A bit of archeology in the files for the previous manuscript suggests that these ups and downs are pretty normal for us, and that our net progress is basically right on track. Which is… good to know. Bit disappointing, though. Now that Kent’s retired, our pace was supposed to increase substantially. That hasn’t happened so far. But we’ll figure it out.

A writing partner is still your partner even when you’re not doing a lot of writing.

Golden Oldies

To help set the mood for the era we’re writing about, the late 1960s, we’ve been listening to a bunch of music from that time. Or rather, Jen’s been listening to most of it, and Kent has been indulging her when she comes across something particularly cool or particularly weird that she just needs to share.

The music is a mix of incredibly familiar songs and total headscratchers.
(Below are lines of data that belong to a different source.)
#![deny(
    unsafe_code,
    missing_docs,
    dead_code,
    unused_results,
    non_snake_case,
    unreachable_pub
)]

//! Named cooldowns and stopwatches driven by the simulation clock.
//!
//! Nothing in this crate sleeps or reads wall-clock time. Every query receives
//! the current [`SimTime`] from the caller, which keeps replays exact.

use std::{collections::HashMap, time::Duration};

use skirmish_core::SimTime;

/// Maps cooldown keys to the timestamp at which they expire.
///
/// A key absent from the registry is never active.
#[derive(Clone, Debug, Default)]
pub struct CooldownRegistry {
    expiries: HashMap<String, SimTime>,
}

impl CooldownRegistry {
    /// Creates an empty registry.
    #[must_use]
    pub fn new() -> Self {
        Self::default()
    }

    /// Arms `key` so it expires `duration` after `now`, replacing any previous expiry.
    pub fn start_timer(&mut self, key: impl Into<String>, duration: Duration, now: SimTime) {
        let _ = self.expiries.insert(key.into(), now + duration);
    }

    /// Reports whether `key` is armed and has not yet expired.
    #[must_use]
    pub fn is_active(&self, key: &str, now: SimTime) -> bool {
        self.expiries
            .get(key)
            .is_some_and(|expiry| now < *expiry)
    }

    /// Time left until `key` expires; zero when absent or already expired.
    #[must_use]
    pub fn time_remaining(&self, key: &str, now: SimTime) -> Duration {
        self.expiries
            .get(key)
            .map_or(Duration::ZERO, |expiry| expiry.saturating_since(now))
    }

    /// Forgets `key`.
    pub fn clear(&mut self, key: &str) {
        let _ = self.expiries.remove(key);
    }

    /// Forgets every key.
    pub fn clear_all(&mut self) {
        self.expiries.clear();
    }

    /// Number of keys currently stored, expired or not.
    #[must_use]
    pub fn len(&self) -> usize {
        self.expiries.len()
    }

    /// Reports whether no key is stored.
    #[must_use]
    pub fn is_empty(&self) -> bool {
        self.expiries.is_empty()
    }
}

/// Measures simulated time elapsed since its last restart.
#[derive(Clone, Copy, Debug, Default, PartialEq, Eq)]
pub struct Stopwatch {
    started: SimTime,
}

impl Stopwatch {
    /// Creates a stopwatch started at `now`.
    #[must_use]
    pub const fn started_at(now: SimTime) -> Self {
        Self { started: now }
    }

    /// Restarts the stopwatch at `now`.
    pub fn restart(&mut self, now: SimTime) {
        self.started = now;
    }

    /// Timestamp of the last restart.
    #[must_use]
    pub const fn started(&self) -> SimTime {
        self.started
    }

    /// Time elapsed between the last restart and `now`.
    #[must_use]
    pub fn elapsed(&self, now: SimTime) -> Duration {
        now.saturating_since(self.started)
    }
}
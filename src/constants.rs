//! Crate-wide constants

/// Thread pool limits and defaults
pub mod thread_pool {
    /// Upper bound accepted by `ThreadPoolConfig::validate`
    pub const MAX_WORKER_COUNT: usize = 256;

    /// Prefix for worker thread names, suffixed with the worker index
    pub const DEFAULT_THREAD_NAME_PREFIX: &str = "hearth-worker";
}

/// Broad phase defaults
pub mod broad_phase {
    /// Initial AABB capacity reserved by `SweepAndPrune::new`
    pub const DEFAULT_AABB_CAPACITY: usize = 1024;
}
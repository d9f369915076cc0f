use parking_lot::Mutex;

/// Unordered pair of object indices, stored smaller index first
#[derive(Debug, Clone, Copy, PartialEq, Eq, PartialOrd, Ord, Hash)]
pub struct IndexPair {
    pub a: usize,
    pub b: usize,
}

impl IndexPair {
    pub fn new(a: usize, b: usize) -> Self {
        // Always store smaller index first for consistency
        if a < b {
            Self { a, b }
        } else {
            Self { a: b, b: a }
        }
    }
}

/// Thread-safe sink for pairs reported concurrently by the broad phase
#[derive(Default)]
pub struct PairCollector {
    pairs: Mutex<Vec<IndexPair>>,
}

impl PairCollector {
    pub fn new() -> Self {
        Self::default()
    }

    pub fn with_capacity(capacity: usize) -> Self {
        Self {
            pairs: Mutex::new(Vec::with_capacity(capacity)),
        }
    }

    pub fn push(&self, a: usize, b: usize) {
        self.pairs.lock().push(IndexPair::new(a, b));
    }

    pub fn len(&self) -> usize {
        self.pairs.lock().len()
    }

    pub fn is_empty(&self) -> bool {
        self.pairs.lock().is_empty()
    }

    /// Collected pairs sorted ascending, so results compare across runs
    pub fn into_sorted(self) -> Vec<IndexPair> {
        let mut pairs = self.pairs.into_inner();
        pairs.sort_unstable();
        pairs
    }
}

/// Per-query broad phase statistics
#[derive(Debug, Default, Clone, Copy, PartialEq, Eq)]
pub struct BroadPhaseStats {
    pub object_count: usize,
    pub pair_count: usize,

    /// Sweep-axis candidates that reached the y-axis test
    pub candidates_tested: usize,

    /// Chunks handed to the pool; the caller's own chunk is not counted
    pub chunks_posted: usize,
    pub elapsed_us: u64,
}

#[cfg(test)]
mod tests {
    use super::*;
    use std::sync::Arc;
    use std::thread;

    #[test]
    fn test_index_pair_orders_indices() {
        let pair = IndexPair::new(9, 2);
        assert_eq!(pair, IndexPair { a: 2, b: 9 });
        assert_eq!(pair, IndexPair::new(2, 9));
    }

    #[test]
    fn test_collector_across_threads() {
        let collector = Arc::new(PairCollector::with_capacity(64));

        let handles: Vec<_> = (0..4)
            .map(|t| {
                let collector = Arc::clone(&collector);
                thread::spawn(move || {
                    for i in 0..16 {
                        collector.push(t * 100 + i + 1, t * 100);
                    }
                })
            })
            .collect();

        for handle in handles {
            handle.join().expect("collector thread panicked");
        }

        let collector = Arc::try_unwrap(collector)
            .unwrap_or_else(|_| panic!("collector still shared"));
        assert_eq!(collector.len(), 64);

        let pairs = collector.into_sorted();
        assert!(pairs.windows(2).all(|w| w[0] < w[1]));
        assert!(pairs.iter().all(|p| p.a < p.b));
    }
}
For every Beatles classic, there’s a Pigmeat Markham or a Peppermint Trolley Co. For every Beach Boys song we know, there are two we were completely unaware of (that, incidentally, sound nothing like the Beach Boys).

Kent has observed that once enough time passes, a decade becomes its own musical genre, and songs that never would have been played on the same station all get lumped together because they’re of a similar vintage. This experiment is like that on steroids. We’ve been listening to Marvin Gaye, The Temptations, Aretha Franklin, The Doors, Jimi Hendrix, Janis Joplin, Frank Sinatra, Englebert Humperdinck, Tom Jones, and a bunch of artists we’d never heard of. Did you know that Ray Charles had a cover of Eleanor Rigby? Or that The Tijuana Brass had a version of My Favorite Things? We didn’t! But we do now.

A writing partner will ride shotgun in your musical time machine.

System Is Working As Intended

For the Ghost Series, we made a very deliberate choice to get all four books figured out before writing any prose for the first one. Our approach is to consider the project as one big story. Ideas that arise later on in the process might necessitate laying some groundwork in earlier books, and we aimed to give ourselves the most flexibility to do that without getting stuck in an infinite loop of rewrites.

Without an over-arching plan, without making lots of decisions up front, what would happen is we’d wrap up Book 1 and send it out for feedback, and then meanwhile we’d be working on Book 2 and discover a bunch of shiny new ideas that don’t match what we’ve written already. Meaning when our beta readers send us their comments, half of them have been obviated upon arrival. And once we started in on Book 3, the same situation would replay — only twice as bad, because now we’re trying to retroactively account for stuff in two prior books.

Ask us how we know. (Never mind; we’re about to tell you anyway.)

Our previous series grew organically. We’d write a book, and then discover that there was more story to tell using that world and those characters. So we’d write another book, and then another. So far, that progression has always led to trilogies. In one case, we did actually plan out books 2 & 3 in tandem rather than separately. We were starting to get the message even then. With the Ghost Series being a tetralogy, the benefits of advance planning are multiplied because so are the impacts of doing it inadequately.

So, we did a lot of planning. Lots of writing sessions that produced no writing per se.

At this point, we are working on Book 2. And so far? No major revisions have come up for Book 1. Several minor changes, and we’ll surely have more tinkering to deal with. But it’s likely to all be small-scale stuff like which tarot card gets drawn, rather than anything huge like swapping which characters are living and which are ghosts.

A writing partner is someone who helps with all the pre-writing as much as with generating pages of manuscript.